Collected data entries
>>>>

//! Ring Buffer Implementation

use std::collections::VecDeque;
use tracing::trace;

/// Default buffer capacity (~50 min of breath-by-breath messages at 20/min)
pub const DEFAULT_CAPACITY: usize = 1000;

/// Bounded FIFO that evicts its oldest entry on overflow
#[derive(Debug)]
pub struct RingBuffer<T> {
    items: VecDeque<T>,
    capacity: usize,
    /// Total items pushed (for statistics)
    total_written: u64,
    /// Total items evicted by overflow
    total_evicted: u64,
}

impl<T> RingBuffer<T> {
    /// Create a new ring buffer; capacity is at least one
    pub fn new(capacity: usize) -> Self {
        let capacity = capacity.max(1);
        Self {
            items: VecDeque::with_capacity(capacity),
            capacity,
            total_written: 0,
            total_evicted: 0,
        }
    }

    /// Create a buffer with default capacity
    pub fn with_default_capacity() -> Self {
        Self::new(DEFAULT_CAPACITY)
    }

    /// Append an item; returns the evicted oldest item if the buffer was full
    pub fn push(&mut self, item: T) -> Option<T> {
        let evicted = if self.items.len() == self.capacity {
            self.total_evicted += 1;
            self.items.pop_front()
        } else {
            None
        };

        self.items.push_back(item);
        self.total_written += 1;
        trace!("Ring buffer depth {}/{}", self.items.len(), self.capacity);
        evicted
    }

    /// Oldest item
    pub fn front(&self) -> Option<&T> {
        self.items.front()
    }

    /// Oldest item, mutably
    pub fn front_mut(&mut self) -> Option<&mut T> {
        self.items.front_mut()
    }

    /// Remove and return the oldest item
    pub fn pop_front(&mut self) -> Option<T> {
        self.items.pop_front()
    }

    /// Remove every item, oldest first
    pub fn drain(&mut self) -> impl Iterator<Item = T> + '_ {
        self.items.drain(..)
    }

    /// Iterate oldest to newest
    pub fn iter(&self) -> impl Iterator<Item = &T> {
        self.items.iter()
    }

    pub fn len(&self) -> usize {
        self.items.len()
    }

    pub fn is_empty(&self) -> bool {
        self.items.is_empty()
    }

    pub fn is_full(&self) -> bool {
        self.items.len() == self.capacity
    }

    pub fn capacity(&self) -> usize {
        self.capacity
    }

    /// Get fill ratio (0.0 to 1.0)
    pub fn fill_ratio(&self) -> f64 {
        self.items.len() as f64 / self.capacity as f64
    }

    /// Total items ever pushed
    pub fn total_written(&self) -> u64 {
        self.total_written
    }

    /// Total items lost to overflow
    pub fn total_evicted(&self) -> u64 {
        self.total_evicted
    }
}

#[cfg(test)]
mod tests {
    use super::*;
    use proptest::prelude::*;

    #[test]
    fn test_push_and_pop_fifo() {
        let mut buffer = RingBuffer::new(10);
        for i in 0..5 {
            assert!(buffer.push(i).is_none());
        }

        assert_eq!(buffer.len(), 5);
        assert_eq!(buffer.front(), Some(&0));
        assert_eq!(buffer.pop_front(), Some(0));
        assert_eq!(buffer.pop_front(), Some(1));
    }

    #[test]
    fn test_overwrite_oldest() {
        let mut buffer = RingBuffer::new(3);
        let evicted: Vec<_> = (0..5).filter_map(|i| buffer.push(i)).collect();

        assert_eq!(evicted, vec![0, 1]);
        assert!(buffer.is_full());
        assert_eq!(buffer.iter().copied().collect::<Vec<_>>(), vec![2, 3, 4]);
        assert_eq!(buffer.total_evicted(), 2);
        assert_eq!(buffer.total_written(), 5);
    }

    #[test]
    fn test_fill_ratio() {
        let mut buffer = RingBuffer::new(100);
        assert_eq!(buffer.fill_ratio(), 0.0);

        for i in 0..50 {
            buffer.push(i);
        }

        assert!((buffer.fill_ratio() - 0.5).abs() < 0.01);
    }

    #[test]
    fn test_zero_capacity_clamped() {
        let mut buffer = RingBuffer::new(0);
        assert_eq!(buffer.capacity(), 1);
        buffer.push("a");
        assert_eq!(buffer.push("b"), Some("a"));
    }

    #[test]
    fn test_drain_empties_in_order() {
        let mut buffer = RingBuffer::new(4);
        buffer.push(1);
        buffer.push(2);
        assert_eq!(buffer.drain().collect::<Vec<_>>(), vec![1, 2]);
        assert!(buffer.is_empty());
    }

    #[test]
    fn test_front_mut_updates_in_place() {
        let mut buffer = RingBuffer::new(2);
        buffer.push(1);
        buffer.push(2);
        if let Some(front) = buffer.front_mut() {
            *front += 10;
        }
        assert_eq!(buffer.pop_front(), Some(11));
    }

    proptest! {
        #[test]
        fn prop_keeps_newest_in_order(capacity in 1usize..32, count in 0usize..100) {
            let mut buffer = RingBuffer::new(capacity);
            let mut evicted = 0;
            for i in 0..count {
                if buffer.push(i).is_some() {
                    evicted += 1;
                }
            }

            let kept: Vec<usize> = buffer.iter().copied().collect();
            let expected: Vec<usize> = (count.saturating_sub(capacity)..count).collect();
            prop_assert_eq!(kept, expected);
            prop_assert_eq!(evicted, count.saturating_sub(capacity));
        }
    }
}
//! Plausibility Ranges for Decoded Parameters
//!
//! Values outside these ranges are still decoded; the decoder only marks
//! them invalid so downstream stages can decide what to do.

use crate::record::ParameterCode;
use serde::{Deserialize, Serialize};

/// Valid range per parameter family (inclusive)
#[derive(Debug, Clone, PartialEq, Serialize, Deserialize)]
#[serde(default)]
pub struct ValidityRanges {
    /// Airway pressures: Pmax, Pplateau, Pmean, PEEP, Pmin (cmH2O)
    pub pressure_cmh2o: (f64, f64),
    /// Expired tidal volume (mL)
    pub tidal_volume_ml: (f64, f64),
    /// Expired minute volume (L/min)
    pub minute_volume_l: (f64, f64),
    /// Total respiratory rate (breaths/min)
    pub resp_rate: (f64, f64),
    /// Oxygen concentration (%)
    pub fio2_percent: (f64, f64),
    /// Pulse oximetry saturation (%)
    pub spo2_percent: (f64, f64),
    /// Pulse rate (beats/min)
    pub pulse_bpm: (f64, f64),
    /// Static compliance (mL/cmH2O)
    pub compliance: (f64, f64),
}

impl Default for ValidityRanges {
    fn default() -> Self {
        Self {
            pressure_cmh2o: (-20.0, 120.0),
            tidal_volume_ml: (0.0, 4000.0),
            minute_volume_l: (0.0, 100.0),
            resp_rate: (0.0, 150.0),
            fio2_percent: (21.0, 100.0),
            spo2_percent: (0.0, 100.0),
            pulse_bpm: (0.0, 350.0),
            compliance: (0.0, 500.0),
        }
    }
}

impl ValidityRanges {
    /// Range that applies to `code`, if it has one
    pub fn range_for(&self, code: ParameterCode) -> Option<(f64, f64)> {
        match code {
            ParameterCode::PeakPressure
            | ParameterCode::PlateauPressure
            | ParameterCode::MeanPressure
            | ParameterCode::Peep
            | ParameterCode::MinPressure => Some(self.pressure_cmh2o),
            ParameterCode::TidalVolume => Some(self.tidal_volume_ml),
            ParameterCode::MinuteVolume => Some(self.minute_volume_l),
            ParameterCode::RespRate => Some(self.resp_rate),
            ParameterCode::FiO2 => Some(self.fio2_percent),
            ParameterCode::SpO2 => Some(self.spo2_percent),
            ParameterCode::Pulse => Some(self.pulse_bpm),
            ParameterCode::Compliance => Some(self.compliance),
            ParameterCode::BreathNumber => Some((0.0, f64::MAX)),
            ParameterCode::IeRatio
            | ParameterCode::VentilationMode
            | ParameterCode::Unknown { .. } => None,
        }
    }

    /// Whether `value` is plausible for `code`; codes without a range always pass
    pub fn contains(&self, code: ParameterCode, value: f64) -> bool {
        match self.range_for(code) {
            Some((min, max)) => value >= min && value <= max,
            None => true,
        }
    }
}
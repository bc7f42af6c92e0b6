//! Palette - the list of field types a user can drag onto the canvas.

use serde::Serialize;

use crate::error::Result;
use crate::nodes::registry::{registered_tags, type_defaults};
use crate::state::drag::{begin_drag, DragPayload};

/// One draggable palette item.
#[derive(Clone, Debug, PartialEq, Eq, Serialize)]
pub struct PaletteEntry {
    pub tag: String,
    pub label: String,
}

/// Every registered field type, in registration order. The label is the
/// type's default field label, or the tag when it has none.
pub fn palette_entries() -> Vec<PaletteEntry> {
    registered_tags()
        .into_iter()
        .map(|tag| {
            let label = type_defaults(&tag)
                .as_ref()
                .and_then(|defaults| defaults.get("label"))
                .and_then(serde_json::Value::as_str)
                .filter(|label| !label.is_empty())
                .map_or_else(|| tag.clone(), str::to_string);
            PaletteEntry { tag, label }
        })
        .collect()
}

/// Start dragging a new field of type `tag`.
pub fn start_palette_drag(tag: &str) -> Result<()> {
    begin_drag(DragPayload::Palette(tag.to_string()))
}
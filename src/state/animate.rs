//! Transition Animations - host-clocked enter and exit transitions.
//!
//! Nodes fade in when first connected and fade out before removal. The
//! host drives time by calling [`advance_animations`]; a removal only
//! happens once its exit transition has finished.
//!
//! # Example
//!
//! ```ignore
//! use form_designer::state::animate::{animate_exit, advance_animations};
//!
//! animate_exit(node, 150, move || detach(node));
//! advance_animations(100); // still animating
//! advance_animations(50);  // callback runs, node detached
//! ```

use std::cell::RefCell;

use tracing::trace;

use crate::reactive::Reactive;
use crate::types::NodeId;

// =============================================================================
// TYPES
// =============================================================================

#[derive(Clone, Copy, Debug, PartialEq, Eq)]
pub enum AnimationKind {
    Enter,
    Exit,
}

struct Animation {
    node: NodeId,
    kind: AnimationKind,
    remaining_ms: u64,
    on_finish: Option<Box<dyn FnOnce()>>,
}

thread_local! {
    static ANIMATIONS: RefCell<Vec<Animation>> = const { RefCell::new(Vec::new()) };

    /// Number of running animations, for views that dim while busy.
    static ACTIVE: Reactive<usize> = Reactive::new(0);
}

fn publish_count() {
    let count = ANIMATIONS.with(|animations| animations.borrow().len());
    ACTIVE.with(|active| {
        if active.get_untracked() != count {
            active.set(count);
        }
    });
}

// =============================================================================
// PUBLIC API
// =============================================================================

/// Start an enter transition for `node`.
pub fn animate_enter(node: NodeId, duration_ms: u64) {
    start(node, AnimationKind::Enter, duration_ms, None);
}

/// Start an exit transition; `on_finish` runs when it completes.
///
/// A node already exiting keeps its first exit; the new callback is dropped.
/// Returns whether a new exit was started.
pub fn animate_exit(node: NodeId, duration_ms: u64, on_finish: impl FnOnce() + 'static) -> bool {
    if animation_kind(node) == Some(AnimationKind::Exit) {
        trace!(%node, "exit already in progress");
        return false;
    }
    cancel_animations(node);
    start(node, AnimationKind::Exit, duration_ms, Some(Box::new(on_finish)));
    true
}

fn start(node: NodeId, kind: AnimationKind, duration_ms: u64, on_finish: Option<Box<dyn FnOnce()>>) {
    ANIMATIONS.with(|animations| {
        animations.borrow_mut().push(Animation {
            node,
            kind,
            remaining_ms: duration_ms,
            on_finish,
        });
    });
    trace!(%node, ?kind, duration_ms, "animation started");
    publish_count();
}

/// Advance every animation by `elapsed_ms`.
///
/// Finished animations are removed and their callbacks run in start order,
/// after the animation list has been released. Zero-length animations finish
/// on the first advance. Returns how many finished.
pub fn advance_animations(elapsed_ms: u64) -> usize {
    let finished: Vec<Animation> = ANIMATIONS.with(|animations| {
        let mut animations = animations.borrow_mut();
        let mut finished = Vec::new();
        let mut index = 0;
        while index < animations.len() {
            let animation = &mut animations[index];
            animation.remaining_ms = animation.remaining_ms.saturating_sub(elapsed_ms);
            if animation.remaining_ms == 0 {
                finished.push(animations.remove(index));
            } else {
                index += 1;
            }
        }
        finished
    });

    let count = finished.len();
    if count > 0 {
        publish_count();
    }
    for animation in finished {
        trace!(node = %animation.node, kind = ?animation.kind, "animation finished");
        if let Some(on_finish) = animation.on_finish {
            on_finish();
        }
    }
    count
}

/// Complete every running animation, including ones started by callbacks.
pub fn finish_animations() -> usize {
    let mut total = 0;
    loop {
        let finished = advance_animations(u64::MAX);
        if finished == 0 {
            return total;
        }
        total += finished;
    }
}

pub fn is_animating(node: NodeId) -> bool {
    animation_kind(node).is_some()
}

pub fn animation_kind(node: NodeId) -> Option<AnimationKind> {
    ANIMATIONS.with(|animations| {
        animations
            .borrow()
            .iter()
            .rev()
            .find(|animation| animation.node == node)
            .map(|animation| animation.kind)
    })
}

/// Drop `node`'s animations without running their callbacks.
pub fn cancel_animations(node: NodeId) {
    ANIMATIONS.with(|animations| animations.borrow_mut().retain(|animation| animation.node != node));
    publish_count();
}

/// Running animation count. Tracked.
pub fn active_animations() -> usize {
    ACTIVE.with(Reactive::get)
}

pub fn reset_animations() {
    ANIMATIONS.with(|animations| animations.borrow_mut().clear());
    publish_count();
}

<<<<

[DESCRIPTION OF THE TASK] Search the data above for the word "match". Copy each line it is in.

[EXERCISE RESPONSE]
        match code {
        match self.range_for(code) {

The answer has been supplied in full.